Upon seeing the rushes for this day, I realized that the whole speech was too much for each group to get down really well, so I divided it into six sections for the next class.

Day 3

I had each student think about and elaborate in a writing prompt about where they have experienced moments like this in their lives. Then, each group chose the best location from someone in their group to film at outside of class.

I had each group also focus down on just one section of the speech so that we could get a more professional version. Next year, I will spend more time on this day going over my evaluation criteria for digital speaking; how things like appearance, performance, and eye contact really make a difference in today’s world, and how important it is to ramp up performance if you want to be noticed.

I do not usually give much homework, but I really wanted them to film in locations that were important in their lives, so the assignment for this day was to go as a group and film in a location where one person from the group has experienced a resilient or self mentoring moment.

Right from the very first day we spoke about filming, I let the students know that they would get to film the soliloquy in class, and that they would also need to get another version of it filmed at a location away from school. This year, however, it didn’t work out. I gave them too much time to work on it on this third day, so many simply filmed their second version of a shorter scene at school.

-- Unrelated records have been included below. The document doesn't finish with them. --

//! Game-tree node types.
//!
//! One round of play is a fixed chain of node kinds:
//!
//! ```text
//! DefenseNode ─┬─ DrawNode ─┬─ PlacementNode ── OffenseTurnNode ─┬─ ActionNode ── DefenseNode (next round)
//!              │            └─ ...                               └─ ...
//!              └─ ...
//! ```
//!
//! Every node owns its children; there are no parent links. Callers that need
//! the route to a node carry a [`NodePath`](super::NodePath) instead.
//!
//! Each struct serializes with a `"t"` kind tag and the camelCase field names
//! the tree viewer reads. The two annotation fields stay `None` until the
//! [annotator](super::annotate) has run.

use im::Vector;
use serde::{Deserialize, Serialize};

use crate::core::{Action, DrawCombination, Player, SpawnSourceCounts, TileBag, Units};
use crate::offense::OffenseState;

/// Start of a round: the defense draws from the bag.
#[derive(Clone, Debug, PartialEq, Serialize, Deserialize)]
#[serde(tag = "t", rename_all = "camelCase")]
pub struct DefenseNode {
    pub round: u32,

    /// Side to act; always `D`.
    #[serde(default = "defense_turn")]
    pub turn: Player,

    /// Bag contents before this round's draw.
    pub tile_bag: TileBag,

    /// One child per feasible draw.
    #[serde(rename = "potentialDraws")]
    pub draws: Vec<DrawNode>,

    /// `Some(Defense)` when the bag cannot supply this round's draw.
    #[serde(rename = "win", default)]
    pub terminal_win: Option<Player>,

    #[serde(default, skip_serializing_if = "Option::is_none")]
    pub can_offense_win: Option<bool>,

    #[serde(default, skip_serializing_if = "Option::is_none")]
    pub num_outcomes: Option<u64>,
}

/// One feasible draw combination.
#[derive(Clone, Debug, PartialEq, Serialize, Deserialize)]
#[serde(tag = "t", rename_all = "camelCase")]
pub struct DrawNode {
    pub draw_key: DrawCombination,

    pub draw_probability: f64,

    /// Probability of each individual placement given this draw.
    pub random_placement_probability: f64,

    #[serde(rename = "placementPermutations")]
    pub placements: Vec<PlacementNode>,

    #[serde(default, skip_serializing_if = "Option::is_none")]
    pub can_offense_win: Option<bool>,

    #[serde(default, skip_serializing_if = "Option::is_none")]
    pub num_outcomes: Option<u64>,
}

/// One arrangement of the draw on the new board row(s).
#[derive(Clone, Debug, PartialEq, Serialize, Deserialize)]
#[serde(tag = "t", rename_all = "camelCase")]
pub struct PlacementNode {
    /// Tile symbols, one per slot.
    pub placement: String,

    #[serde(rename = "nextRound")]
    pub offense_turn: OffenseTurnNode,

    #[serde(default, skip_serializing_if = "Option::is_none")]
    pub can_offense_win: Option<bool>,

    #[serde(default, skip_serializing_if = "Option::is_none")]
    pub num_outcomes: Option<u64>,
}

/// The offense's turn after a placement.
#[derive(Clone, Debug, PartialEq, Serialize, Deserialize)]
#[serde(tag = "t", rename_all = "camelCase")]
pub struct OffenseTurnNode {
    pub round: u32,

    /// Side to act; always `O`.
    #[serde(default = "offense_turn")]
    pub turn: Player,

    /// Gold at the start of the turn.
    pub gold: u32,

    /// Units at the start of the turn.
    pub units: Units,

    /// Spawn budget at the start of the turn.
    #[serde(rename = "unitSourceCounts")]
    pub spawn_sources: SpawnSourceCounts,

    /// One child per distinct end-of-turn state.
    #[serde(rename = "turnActions")]
    pub actions: Vec<ActionNode>,

    #[serde(default, skip_serializing_if = "Option::is_none")]
    pub can_offense_win: Option<bool>,

    #[serde(default, skip_serializing_if = "Option::is_none")]
    pub num_outcomes: Option<u64>,
}

fn defense_turn() -> Player {
    Player::Defense
}

fn offense_turn() -> Player {
    Player::Offense
}

impl OffenseTurnNode {
    /// Resources at the start of the turn.
    #[must_use]
    pub fn start_state(&self) -> OffenseState {
        OffenseState::new(self.gold, self.units.clone(), self.spawn_sources)
    }
}

/// One end-of-turn state of the offense.
#[derive(Clone, Debug, PartialEq, Serialize, Deserialize)]
#[serde(tag = "t", rename_all = "camelCase")]
pub struct ActionNode {
    /// Actions taken this turn, in order.
    pub actions: Vector<Action>,

    pub final_gold: u32,

    #[serde(rename = "units")]
    pub final_units: Units,

    #[serde(rename = "finalUnitSourceCounts")]
    pub final_spawn_sources: SpawnSourceCounts,

    /// `Some(Offense)` when a unit reached the winning row.
    #[serde(rename = "win", default)]
    pub terminal_win: Option<Player>,

    /// Next round, or `None` for a win or when the round horizon was reached.
    pub next_round: Option<Box<DefenseNode>>,

    #[serde(default, skip_serializing_if = "Option::is_none")]
    pub can_offense_win: Option<bool>,

    #[serde(default, skip_serializing_if = "Option::is_none")]
    pub num_outcomes: Option<u64>,
}

impl ActionNode {
    /// Check if this node ends the game with an offense win.
    #[must_use]
    pub fn is_offense_win(&self) -> bool {
        self.terminal_win == Some(Player::Offense)
    }

    /// Resources after the turn.
    #[must_use]
    pub fn end_state(&self) -> OffenseState {
        OffenseState::new(self.final_gold, self.final_units.clone(), self.final_spawn_sources)
    }
}

impl DefenseNode {
    /// Check if the defense won by exhausting the bag.
    #[must_use]
    pub fn is_defense_win(&self) -> bool {
        self.terminal_win == Some(Player::Defense)
    }
}

/// Backward-induction summary of a subtree.
#[derive(Clone, Copy, Debug, Default, PartialEq, Eq, Hash, Serialize, Deserialize)]
#[serde(rename_all = "camelCase")]
pub struct Outcome {
    /// Some offense-win terminal is reachable below.
    pub can_offense_win: bool,

    /// Resolved terminals (offense or defense wins) below.
    pub num_outcomes: u64,
}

When I do this project again, I will focus more on this day’s discussion and leave no time for filming. I will give more examples of places where you might have had a moment like this, and I will likely show the film from the Australian Theatre for Young People video. All students in groups who did film outside made a solid connection between the location and the content of the speech, and their scenes are much more interesting for the audience.

Day 4

The final day of the project was for editing. I got the Mac lab, and all groups were able to download their film into iPhoto and then edit in iMovie. The few groups that had problems were able to download on a PC, send them to me in an email, or upload to their Google drive accounts. I then took the best clips from each group and put them together to produce the whole film. Several of the groups who edited together their versions of the speech were great. I will try to get permission from them to upload to YouTube and link here.

Reflection

Most groups got a reflection on the relevance of the location filmed, but the individual reflections handed in with the group evaluations at the end of the unit showed a wide range of understanding. Most students understood the connection between the place they filmed and the soliloquy, but many still said things like, “We filmed there because there was a brick wall, and it looked good behind the person we were filming.”

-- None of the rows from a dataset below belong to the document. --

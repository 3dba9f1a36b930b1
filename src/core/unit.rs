//! Offense units, per-unit-type tables, and board coordinates.
//!
//! The board is `num_paths` columns wide and grows one row per round. A cell
//! is addressed by a single integer `location = y * num_paths + x`; row 0 is
//! the offense's spawn row.

use std::ops::{Index, IndexMut};

use serde::{Deserialize, Serialize};
use smallvec::SmallVec;

use super::error::{Error, Result};

/// Unit type. The discriminant is the id used in serialized output.
#[derive(Clone, Copy, Debug, PartialEq, Eq, Hash, PartialOrd, Ord, Serialize, Deserialize)]
#[serde(into = "u8", try_from = "u8")]
pub enum UnitType {
    Basic = 0,
    Sprinter = 1,
}

impl UnitType {
    /// Number of unit types.
    pub const COUNT: usize = 2;

    /// All unit types, in spawn-source order.
    pub const ALL: [UnitType; Self::COUNT] = [UnitType::Basic, UnitType::Sprinter];

    /// Numeric id.
    #[inline]
    #[must_use]
    pub const fn id(self) -> u8 {
        self as u8
    }

    /// Look up a unit type by id.
    pub fn from_id(id: u8) -> Result<Self> {
        UnitType::ALL
            .into_iter()
            .find(|t| t.id() == id)
            .ok_or(Error::UnknownUnitType { id })
    }
}

impl From<UnitType> for u8 {
    fn from(t: UnitType) -> Self {
        t.id()
    }
}

impl TryFrom<u8> for UnitType {
    type Error = Error;

    fn try_from(id: u8) -> Result<Self> {
        UnitType::from_id(id)
    }
}

/// One value per [`UnitType`], indexed by type.
///
/// Serializes as a plain array in [`UnitType::ALL`] order.
#[derive(Clone, Copy, Debug, Default, PartialEq, Eq, Hash, Serialize, Deserialize)]
#[serde(transparent)]
pub struct UnitTable<T>(pub [T; UnitType::COUNT]);

impl<T: Copy> UnitTable<T> {
    /// Create a table from values in [`UnitType::ALL`] order.
    #[must_use]
    pub const fn new(values: [T; UnitType::COUNT]) -> Self {
        Self(values)
    }

    /// Iterate `(type, value)` pairs.
    pub fn iter(&self) -> impl Iterator<Item = (UnitType, T)> + '_ {
        UnitType::ALL.into_iter().map(move |t| (t, self[t]))
    }
}

impl<T> Index<UnitType> for UnitTable<T> {
    type Output = T;

    #[inline]
    fn index(&self, t: UnitType) -> &T {
        &self.0[t as usize]
    }
}

impl<T> IndexMut<UnitType> for UnitTable<T> {
    #[inline]
    fn index_mut(&mut self, t: UnitType) -> &mut T {
        &mut self.0[t as usize]
    }
}

/// Remaining spawns available per unit type.
pub type SpawnSourceCounts = UnitTable<u32>;

/// Gold cost to spawn each unit type.
pub type UnitCosts = UnitTable<u32>;

impl SpawnSourceCounts {
    /// Return a copy with one spawn of `t` consumed, or `None` if exhausted.
    #[must_use]
    pub fn decremented(&self, t: UnitType) -> Option<Self> {
        let mut next = *self;
        next[t] = self[t].checked_sub(1)?;
        Some(next)
    }
}

/// Board coordinates of a cell.
#[derive(Clone, Copy, Debug, PartialEq, Eq, Hash)]
pub struct Position {
    pub x: i64,
    pub y: i64,
}

impl Position {
    /// Decode a location for a board `num_paths` wide.
    #[must_use]
    pub fn from_location(location: u32, num_paths: u32) -> Self {
        Self {
            x: i64::from(location % num_paths),
            y: i64::from(location / num_paths),
        }
    }

    /// Encode back to a location. `None` if off the board.
    #[must_use]
    pub fn to_location(self, num_paths: u32) -> Option<u32> {
        if self.x < 0 || self.x >= i64::from(num_paths) || self.y < 0 {
            return None;
        }
        u32::try_from(self.y * i64::from(num_paths) + self.x).ok()
    }

    /// Offset by `(dx, dy)`.
    #[must_use]
    pub const fn offset(self, dx: i64, dy: i64) -> Self {
        Self {
            x: self.x + dx,
            y: self.y + dy,
        }
    }
}

/// An offense unit on the board.
///
/// Serializes as `"type::location"`, e.g. `"1::3"`.
#[derive(Clone, Copy, Debug, PartialEq, Eq, Hash, PartialOrd, Ord, Serialize, Deserialize)]
#[serde(into = "String", try_from = "String")]
pub struct Unit {
    pub unit_type: UnitType,
    pub location: u32,
}

impl Unit {
    #[must_use]
    pub const fn new(unit_type: UnitType, location: u32) -> Self {
        Self {
            unit_type,
            location,
        }
    }

    /// Row this unit occupies.
    #[must_use]
    pub const fn row(&self, num_paths: u32) -> u32 {
        self.location / num_paths
    }

    /// Compact `"type::location"` encoding.
    #[must_use]
    pub fn encode(&self) -> String {
        format!("{}::{}", self.unit_type.id(), self.location)
    }

    /// Parse an encoding produced by [`Unit::encode`].
    pub fn decode(encoding: &str) -> Result<Self> {
        let invalid = || Error::InvalidUnitEncoding {
            encoding: encoding.to_string(),
        };
        let (type_part, loc_part) = encoding.split_once("::").ok_or_else(invalid)?;
        let id: u8 = type_part.parse().map_err(|_| invalid())?;
        let location: u32 = loc_part.parse().map_err(|_| invalid())?;
        Ok(Self::new(UnitType::from_id(id)?, location))
    }
}

impl From<Unit> for String {
    fn from(unit: Unit) -> Self {
        unit.encode()
    }
}

impl TryFrom<String> for Unit {
    type Error = Error;

    fn try_from(encoding: String) -> Result<Self> {
        Unit::decode(&encoding)
    }
}

/// Units in spawn order. A `Move` action refers to units by index here.
pub type Units = SmallVec<[Unit; 4]>;

#[cfg(test)]
mod tests {
    use super::*;

    #[test]
    fn test_unit_type_ids() {
        assert_eq!(UnitType::Basic.id(), 0);
        assert_eq!(UnitType::Sprinter.id(), 1);
        assert_eq!(UnitType::from_id(1).unwrap(), UnitType::Sprinter);
        assert!(matches!(UnitType::from_id(7), Err(Error::UnknownUnitType { id: 7 })));
    }

    #[test]
    fn test_position_roundtrip() {
        let pos = Position::from_location(5, 2);
        assert_eq!(pos, Position { x: 1, y: 2 });
        assert_eq!(pos.to_location(2), Some(5));
    }

    #[test]
    fn test_position_bounds() {
        let origin = Position::from_location(0, 2);
        assert_eq!(origin.offset(-1, 0).to_location(2), None);
        assert_eq!(origin.offset(0, -1).to_location(2), None);
        assert_eq!(origin.offset(2, 0).to_location(2), None);
        assert_eq!(origin.offset(1, 0).to_location(2), Some(1));
        // Rows have no upper bound.
        assert_eq!(origin.offset(0, 10).to_location(2), Some(20));
    }

    #[test]
    fn test_spawn_source_decrement() {
        let counts = SpawnSourceCounts::new([1, 0]);
        let next = counts.decremented(UnitType::Basic).unwrap();
        assert_eq!(next, SpawnSourceCounts::new([0, 0]));
        assert!(counts.decremented(UnitType::Sprinter).is_none());
    }

    #[test]
    fn test_unit_encoding() {
        let unit = Unit::new(UnitType::Sprinter, 3);
        assert_eq!(unit.encode(), "1::3");
        assert_eq!(Unit::decode("1::3").unwrap(), unit);
        assert!(Unit::decode("1:3").is_err());
        assert!(Unit::decode("9::3").is_err());
    }

    #[test]
    fn test_unit_row() {
        assert_eq!(Unit::new(UnitType::Basic, 3).row(2), 1);
        assert_eq!(Unit::new(UnitType::Basic, 1).row(2), 0);
    }

    #[test]
    fn test_serialization() {
        let units: Units = SmallVec::from_slice(&[
            Unit::new(UnitType::Basic, 0),
            Unit::new(UnitType::Sprinter, 3),
        ]);
        let json = serde_json::to_string(&units).unwrap();
        assert_eq!(json, r#"["0::0","1::3"]"#);

        let back: Units = serde_json::from_str(&json).unwrap();
        assert_eq!(back, units);

        let counts = SpawnSourceCounts::new([1, 1]);
        assert_eq!(serde_json::to_string(&counts).unwrap(), "[1,1]");
    }
}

Next time I will require all groups to film a segment of the speech as homework in a location outside of school where they have faced a similar moment in their lives.

I also required all groups to film a segment where they stated what the soliloquy itself was about. Only one group related it to the mythic journey and the idea of needing to make an important decision on their own before they can move forward. Many related it to the concept of resilience, but too many simply said it was about whether it is easier to live or die.

I believe more attention to the concept of resilience earlier may help some to see the connections. When I do this unit again, I would spend some time having students interact with the webpage on resilience created by O’Donnell-Allen and St. Romain.

I think with these small changes the learning will flourish, and we will still have a lot of fun with the project.